In the 1960s, the world’s attention was focused on a nail-biting race against Fifty countries contributed nearly a billion dollars to save a dozen ancient Egyptian temples, built during the height of the pharaohs’ rule, from drowning in the floodwaters of the massive new Aswan High Dam. But the extensive press coverage at the time overlooked the gutsy French archaeologist who made it all happen. Without the intervention of Christiane Desroches-Noblecourt, the temples would now be at the bottom of a vast reservoir. It was an unimaginably large and complex project that required the fragile sandstone temples to be dismantled, stone by stone, and rebuilt on higher ground.

A willful real-life version of Indiana Jones, Desroches-Noblecourt refused to be cowed by anyone or anything. During World War II she joined the French Resistance and was held by the Nazis; in her fight to save the temples she challenged two of the postwar world’s most daunting leaders, Egypt’s President Nasser and France’s President de Gaulle. As she told a reporter, “You don’t get anywhere without a fight, you know.”

Yet Desroches-Noblecourt was not the only woman who played an essential role in the historic endeavor. The other was Jacqueline Kennedy, who persuaded her husband to call on Congress to help fund the rescue effort. After years of Western plunder of Egypt’s ancient monuments, Desroches-Noblecourt did the opposite. She helped preserve a crucial part of Egypt’s cultural heritage and made sure it remained in its homeland.
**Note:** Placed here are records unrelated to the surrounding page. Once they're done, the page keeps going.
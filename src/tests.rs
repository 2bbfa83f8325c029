/*!
 * End-to-end scans of real directory trees
 */

use std::collections::BTreeSet;
use std::fs::{self, File};
use std::io::{self, Write};
use std::path::{Path, PathBuf};
use std::sync::Arc;
use std::time::{Duration, UNIX_EPOCH};

use filetime::{set_file_mtime, FileTime};
use indicatif::ProgressBar;
use tempfile::tempdir;

use crate::filter::{Predicate, TimeField};
use crate::fs::HostFs;
use crate::scanner::{ScanOptions, Scanner};
use crate::sort::{SortKey, SortOrder};
use crate::walker::{TraversalOrder, TreeWalker};

// root/{a.txt(10b), sub/{b.log(5b)}, sub2/{}}
fn setup_test_directory() -> io::Result<tempfile::TempDir> {
    let temp_dir = tempdir()?;

    fs::create_dir(temp_dir.path().join("sub"))?;
    fs::create_dir(temp_dir.path().join("sub2"))?;

    let mut a = File::create(temp_dir.path().join("a.txt"))?;
    a.write_all(b"0123456789")?;

    let mut b = File::create(temp_dir.path().join("sub").join("b.log"))?;
    b.write_all(b"01234")?;

    Ok(temp_dir)
}

fn scanner() -> Scanner<HostFs> {
    Scanner::new(HostFs, Arc::new(ProgressBar::hidden()))
}

fn names(records: &[crate::FileRecord]) -> Vec<&str> {
    records.iter().map(|r| r.name()).collect()
}

#[test]
fn test_full_walk() -> io::Result<()> {
    let temp_dir = setup_test_directory()?;

    let outcome = scanner().run(&ScanOptions::new(temp_dir.path())).unwrap();
    let found: BTreeSet<&str> = names(&outcome.records).into_iter().collect();

    assert_eq!(found, BTreeSet::from(["a.txt", "b.log"]));
    assert!(outcome.errors.is_empty());
    Ok(())
}

#[test]
fn test_filter_by_extension() -> io::Result<()> {
    let temp_dir = setup_test_directory()?;

    let options = ScanOptions {
        predicate: Some(Predicate::Extension("log".into())),
        ..ScanOptions::new(temp_dir.path())
    };
    let outcome = scanner().run(&options).unwrap();

    assert_eq!(names(&outcome.records), vec!["b.log"]);
    Ok(())
}

#[test]
fn test_sort_by_size() -> io::Result<()> {
    let temp_dir = setup_test_directory()?;

    let options = ScanOptions {
        sort: Some((SortKey::Size, SortOrder::Ascending)),
        ..ScanOptions::new(temp_dir.path())
    };
    let outcome = scanner().run(&options).unwrap();

    assert_eq!(names(&outcome.records), vec!["b.log", "a.txt"]);
    let sizes: Vec<u64> = outcome.records.iter().map(|r| r.size()).collect();
    assert_eq!(sizes, vec![5, 10]);
    assert_eq!(outcome.total_size(), 15);
    Ok(())
}

#[test]
fn test_all_orders_find_same_files() -> io::Result<()> {
    let temp_dir = setup_test_directory()?;
    let deep = temp_dir.path().join("sub").join("x").join("y");
    fs::create_dir_all(&deep)?;
    File::create(deep.join("deep.rs"))?;
    File::create(temp_dir.path().join("sub2").join("README"))?;

    let walker = TreeWalker::new(HostFs);
    let mut sets = Vec::new();
    for order in [
        TraversalOrder::BreadthFirst,
        TraversalOrder::DepthFirst,
        TraversalOrder::Recursive,
    ] {
        let outcome = walker.walk(temp_dir.path(), order).unwrap();
        assert_eq!(outcome.files.len(), 4);
        sets.push(outcome.files.into_iter().collect::<BTreeSet<PathBuf>>());
    }

    assert_eq!(sets[0], sets[1]);
    assert_eq!(sets[1], sets[2]);
    Ok(())
}

#[test]
fn test_empty_directory() -> io::Result<()> {
    let temp_dir = tempdir()?;
    fs::create_dir(temp_dir.path().join("nothing"))?;

    let outcome = scanner().run(&ScanOptions::new(temp_dir.path())).unwrap();
    assert!(outcome.records.is_empty());
    assert!(outcome.errors.is_empty());
    Ok(())
}

#[test]
fn test_missing_root_is_invalid() {
    let err = scanner()
        .run(&ScanOptions::new("/definitely/not/a/real/root"))
        .unwrap_err();
    assert!(matches!(err, crate::ScanError::InvalidRoot { .. }));
}

#[test]
fn test_modified_timestamp_filter() -> io::Result<()> {
    let temp_dir = setup_test_directory()?;
    let pinned = UNIX_EPOCH + Duration::from_secs(1_600_000_000);
    set_file_mtime(
        temp_dir.path().join("a.txt"),
        FileTime::from_unix_time(1_600_000_000, 0),
    )?;

    let options = ScanOptions {
        predicate: Some(Predicate::Timestamp {
            field: TimeField::Modified,
            at: pinned,
        }),
        ..ScanOptions::new(temp_dir.path())
    };
    let outcome = scanner().run(&options).unwrap();

    assert_eq!(names(&outcome.records), vec!["a.txt"]);
    Ok(())
}

#[test]
fn test_creation_time_is_always_present() -> io::Result<()> {
    let temp_dir = setup_test_directory()?;

    let outcome = scanner().run(&ScanOptions::new(temp_dir.path())).unwrap();
    for record in &outcome.records {
        assert!(record.created() > UNIX_EPOCH);
    }
    Ok(())
}

#[cfg(unix)]
#[test]
fn test_symlinks_are_not_reported_or_followed() -> io::Result<()> {
    let temp_dir = setup_test_directory()?;
    std::os::unix::fs::symlink(
        temp_dir.path().join("a.txt"),
        temp_dir.path().join("link.txt"),
    )?;
    // A link back to the root would loop forever if followed
    std::os::unix::fs::symlink(temp_dir.path(), temp_dir.path().join("sub2").join("loop"))?;

    let outcome = scanner().run(&ScanOptions::new(temp_dir.path())).unwrap();
    let mut found = names(&outcome.records);
    found.sort();
    assert_eq!(found, vec!["a.txt", "b.log"]);
    Ok(())
}

#[cfg(unix)]
#[test]
fn test_unreadable_subdirectory() -> io::Result<()> {
    use std::os::unix::fs::PermissionsExt;

    let temp_dir = setup_test_directory()?;
    let locked = temp_dir.path().join("locked");
    fs::create_dir(&locked)?;
    File::create(locked.join("secret.txt"))?;
    fs::set_permissions(&locked, fs::Permissions::from_mode(0o000))?;

    // Privileged users read through the mode bits; nothing to observe then
    if fs::read_dir(&locked).is_ok() {
        fs::set_permissions(&locked, fs::Permissions::from_mode(0o755))?;
        return Ok(());
    }

    let outcome = scanner().run(&ScanOptions::new(temp_dir.path())).unwrap();
    fs::set_permissions(&locked, fs::Permissions::from_mode(0o755))?;

    assert_eq!(outcome.errors.len(), 1);
    assert_eq!(outcome.errors[0].path(), Some(Path::new(&locked)));
    let mut found = names(&outcome.records);
    found.sort();
    assert_eq!(found, vec!["a.txt", "b.log"]);
    Ok(())
}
Empress of the Nile (AMazon US) (Amazon UK) (Audible.com) (AbeBooks Used Book Marketplace)

Egyptology has always fascinated me. At one point in my youth, I dreamed of being an archaeologist instead of a sleuth like Nancy Drew. While I outgrew that dream, I remained interested in the topic. I saw Empress of the Nile on Goodreads before it was published and was intrigued about what seemed like an Indiana Jones-type adventure.

Christiane Desroches was a very successful archeologist in a time when there weren’t many women in the field. Not just a biography of Desroches, this is also a history of saving the temple of Abu Simbel from the floodwaters of the Aswan dam. I knew nothing of this subject going in, and learned a lot along the way.

What I found interesting, as an American, was the involvement of Jackie Kennedy in the efforts of saving the temple. She worked tirelessly behind the scenes, and President Kennedy himself was interested in saving the temple. Both Jacqueline and Christiane were never really given their due at the time, but they are responsible for helping save the cultural legacy of ancient Egypt.

I didn’t get the Indiana Jones adventure I was expecting, yet it was no less thrilling to learn of the saving of these important monuments for the history of all mankind. I’m so glad more and more stories of the women of history are coming to light so we can appreciate the impact women made and are still making to this day.